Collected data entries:
# # # #
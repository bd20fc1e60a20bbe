use appear_server::git::GitService;
use axum::body::Body;
use axum::http::{header, Request, StatusCode};
use base64::Engine as _;
use std::path::PathBuf;
use std::process::Command;
use std::sync::Arc;
use tower::util::ServiceExt;

fn git_available() -> bool {
    Command::new("git").arg("--version").output().is_ok()
}

fn fake_hook_bin(dir: &std::path::Path) -> PathBuf {
    let path = dir.join("hook-agent-src");
    std::fs::write(&path, "#!/bin/sh\nexit 0\n").unwrap();
    path
}

fn service(storage: &std::path::Path, hook_bin: PathBuf) -> Arc<GitService> {
    Arc::new(
        GitService::new(storage.to_path_buf(), "adminkey".into(), hook_bin, None).unwrap(),
    )
}

#[tokio::test]
async fn create_repository_installs_working_hook() {
    if !git_available() {
        eprintln!("git not installed, skipping");
        return;
    }
    let dir = tempfile::tempdir().unwrap();
    let hook_bin = fake_hook_bin(dir.path());
    let git = service(&dir.path().join("repos"), hook_bin);
    git.create_repository("jane", "hello").await.unwrap();

    let repo = dir.path().join("repos/jane/hello.git");
    assert!(repo.join("HEAD").exists(), "bare repository missing");
    let hooks = repo.join("hooks");
    let entries: Vec<String> = std::fs::read_dir(&hooks)
        .unwrap()
        .map(|e| e.unwrap().file_name().to_string_lossy().into_owned())
        .collect();
    assert!(entries.contains(&"post-receive".to_string()));
    assert!(entries.contains(&"hook-agent".to_string()));
    // The sample hooks git installs by default must be purged.
    assert_eq!(entries.len(), 2, "hooks dir not purged: {entries:?}");

    let stub = std::fs::read_to_string(hooks.join("post-receive")).unwrap();
    assert!(stub.starts_with("#!/bin/sh"));
    assert!(stub.contains("hook-agent"));
    #[cfg(unix)]
    {
        use std::os::unix::fs::PermissionsExt;
        let mode = std::fs::metadata(hooks.join("post-receive")).unwrap().permissions().mode();
        assert_ne!(mode & 0o111, 0, "post-receive must be executable");
    }
}

#[tokio::test]
async fn repository_creation_is_repeatable() {
    if !git_available() {
        eprintln!("git not installed, skipping");
        return;
    }
    let dir = tempfile::tempdir().unwrap();
    let hook_bin = fake_hook_bin(dir.path());
    let git = service(&dir.path().join("repos"), hook_bin);
    git.create_repository("jane", "hello").await.unwrap();
    git.create_repository("jane", "hello").await.unwrap();
}

#[tokio::test]
async fn missing_hook_binary_fails_repository_creation() {
    if !git_available() {
        eprintln!("git not installed, skipping");
        return;
    }
    let dir = tempfile::tempdir().unwrap();
    let git = service(&dir.path().join("repos"), dir.path().join("does-not-exist"));
    let err = git.create_repository("jane", "hello").await.unwrap_err();
    assert!(err.to_string().contains("hook agent binary not found"));
}

fn basic_auth(user: &str, pass: &str) -> String {
    format!(
        "Basic {}",
        base64::engine::general_purpose::STANDARD.encode(format!("{user}:{pass}"))
    )
}

#[tokio::test]
async fn smart_http_requires_auth() {
    let dir = tempfile::tempdir().unwrap();
    let hook_bin = fake_hook_bin(dir.path());
    let git = service(&dir.path().join("repos"), hook_bin);
    let res = git
        .router()
        .oneshot(
            Request::builder()
                .uri("/jane/hello.git/info/refs?service=git-upload-pack")
                .body(Body::empty())
                .unwrap(),
        )
        .await
        .unwrap();
    assert_eq!(res.status(), StatusCode::UNAUTHORIZED);
    assert!(res.headers().contains_key(header::WWW_AUTHENTICATE));
}

#[tokio::test]
async fn admin_key_authenticates_and_unknown_repo_is_404() {
    let dir = tempfile::tempdir().unwrap();
    let hook_bin = fake_hook_bin(dir.path());
    let git = service(&dir.path().join("repos"), hook_bin);
    let res = git
        .router()
        .oneshot(
            Request::builder()
                .uri("/jane/ghost.git/info/refs?service=git-upload-pack")
                .header(header::AUTHORIZATION, basic_auth("adminkey", "adminkey"))
                .body(Body::empty())
                .unwrap(),
        )
        .await
        .unwrap();
    assert_eq!(res.status(), StatusCode::NOT_FOUND);
}

#[tokio::test]
async fn info_refs_advertises_service() {
    if !git_available() {
        eprintln!("git not installed, skipping");
        return;
    }
    let dir = tempfile::tempdir().unwrap();
    let hook_bin = fake_hook_bin(dir.path());
    let git = service(&dir.path().join("repos"), hook_bin);
    git.create_repository("jane", "hello").await.unwrap();
    let res = git
        .router()
        .oneshot(
            Request::builder()
                .uri("/jane/hello.git/info/refs?service=git-receive-pack")
                .header(header::AUTHORIZATION, basic_auth("adminkey", "adminkey"))
                .body(Body::empty())
                .unwrap(),
        )
        .await
        .unwrap();
    assert_eq!(res.status(), StatusCode::OK);
    assert_eq!(
        res.headers().get(header::CONTENT_TYPE).unwrap(),
        "application/x-git-receive-pack-advertisement"
    );
    let body = axum::body::to_bytes(res.into_body(), 1024 * 1024).await.unwrap();
    let text = String::from_utf8_lossy(&body);
    assert!(text.starts_with("001f# service=git-receive-pack\n0000"));
}

#[tokio::test]
async fn unknown_service_is_forbidden() {
    let dir = tempfile::tempdir().unwrap();
    let hook_bin = fake_hook_bin(dir.path());
    let git = service(&dir.path().join("repos"), hook_bin);
    let res = git
        .router()
        .oneshot(
            Request::builder()
                .uri("/jane/hello.git/info/refs?service=git-upload-archive")
                .header(header::AUTHORIZATION, basic_auth("adminkey", "adminkey"))
                .body(Body::empty())
                .unwrap(),
        )
        .await
        .unwrap();
    assert_eq!(res.status(), StatusCode::FORBIDDEN);
}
# # # #
In the records above, find the lines containing "Command" and copy them.

use std::process::Command;
    Command::new("git").arg("--version").output().is_ok()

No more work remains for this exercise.